Injury Prevention

Defending Against Cumulative Trauma

Cumulative Trauma, or CT claims, continue to harm workers and drive up costs. Defending against these claims means reducing, through analytics and engineering, the chance that workers get hurt to begin with.
By: | September 12, 2017 • 6 min read

Repetitive motion, or cumulative trauma injuries, stubbornly persist as generators of workers’ compensation claims and productivity losses year after year. Not only do such injuries harm workers, they can even leave them permanently disabled.

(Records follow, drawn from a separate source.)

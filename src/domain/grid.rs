/// Grid model: cells, directions and the toroidal board.
///
/// The board is `width × height` cells. Moving off one edge re-enters
/// at the opposite edge; there are no walls.

#[derive(Clone, Copy, PartialEq, Eq, Hash, Debug, Default)]
pub struct Cell {
    pub x: i32,
    pub y: i32,
}

impl Cell {
    pub const fn new(x: i32, y: i32) -> Self {
        Cell { x, y }
    }

    /// Neighbouring cell in `dir`, without wrapping.
    pub fn step(self, dir: Direction) -> Cell {
        let (dx, dy) = dir.delta();
        Cell::new(self.x + dx, self.y + dy)
    }
}

#[derive(Clone, Copy, PartialEq, Eq, Hash, Debug)]
pub enum Direction {
    Up,
    Down,
    Left,
    Right,
}

impl Direction {
    /// Unit vector. Screen coordinates: y grows downward.
    pub fn delta(self) -> (i32, i32) {
        match self {
            Direction::Up    => (0, -1),
            Direction::Down  => (0, 1),
            Direction::Left  => (-1, 0),
            Direction::Right => (1, 0),
        }
    }

    pub fn opposite(self) -> Direction {
        match self {
            Direction::Up    => Direction::Down,
            Direction::Down  => Direction::Up,
            Direction::Left  => Direction::Right,
            Direction::Right => Direction::Left,
        }
    }
}

#[derive(Clone, Copy, PartialEq, Eq, Debug)]
pub struct Grid {
    pub width: i32,
    pub height: i32,
}

impl Grid {
    pub fn new(width: i32, height: i32) -> Self {
        Grid { width: width.max(1), height: height.max(1) }
    }

    pub fn area(&self) -> usize {
        (self.width as usize) * (self.height as usize)
    }

    pub fn contains(&self, c: Cell) -> bool {
        c.x >= 0 && c.x < self.width && c.y >= 0 && c.y < self.height
    }

    /// Fold any cell back onto the board (toroidal topology).
    pub fn wrap(&self, c: Cell) -> Cell {
        Cell::new(c.x.rem_euclid(self.width), c.y.rem_euclid(self.height))
    }

    /// Cell reached by moving one step in `dir` from `c`, wrapped.
    pub fn advance(&self, c: Cell, dir: Direction) -> Cell {
        self.wrap(c.step(dir))
    }

    pub fn center(&self) -> Cell {
        Cell::new(self.width / 2, self.height / 2)
    }

    /// Map a continuous position (e.g. pixels or terminal columns, with the
    /// board's top-left corner at the origin) to the cell containing it.
    pub fn cell_at(&self, px: f32, py: f32, cell_w: f32, cell_h: f32) -> Option<Cell> {
        if px < 0.0 || py < 0.0 || cell_w <= 0.0 || cell_h <= 0.0 {
            return None;
        }
        let c = Cell::new((px / cell_w) as i32, (py / cell_h) as i32);
        if self.contains(c) { Some(c) } else { None }
    }

    /// Every cell, row-major.
    pub fn cells(&self) -> impl Iterator<Item = Cell> + '_ {
        (0..self.height).flat_map(move |y| (0..self.width).map(move |x| Cell::new(x, y)))
    }
}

Remedies to these injuries do exist, however. Well-established risk management and safety strategies are known to provide effective relief. Additional risk-reduction opportunities exist for employers with those practices already in place, including the adoption of an expanded, macro view of ergonomics; one that considers how work gets done and the engineering of production processes.

Bill Spiers, VP and risk control practice leader, Southeast, Lockton Companies

Wellness programs are also showing early signs of helping mitigate the injuries that typically stem from the constant repetition of the same motion, sometimes over years.

Statistics show that risk mitigation practices have gradually slowed the overall volume of CT claims, along with mitigating a broader category of injuries that the federal Occupational Safety and Health Administration calls “musculoskeletal disorders.”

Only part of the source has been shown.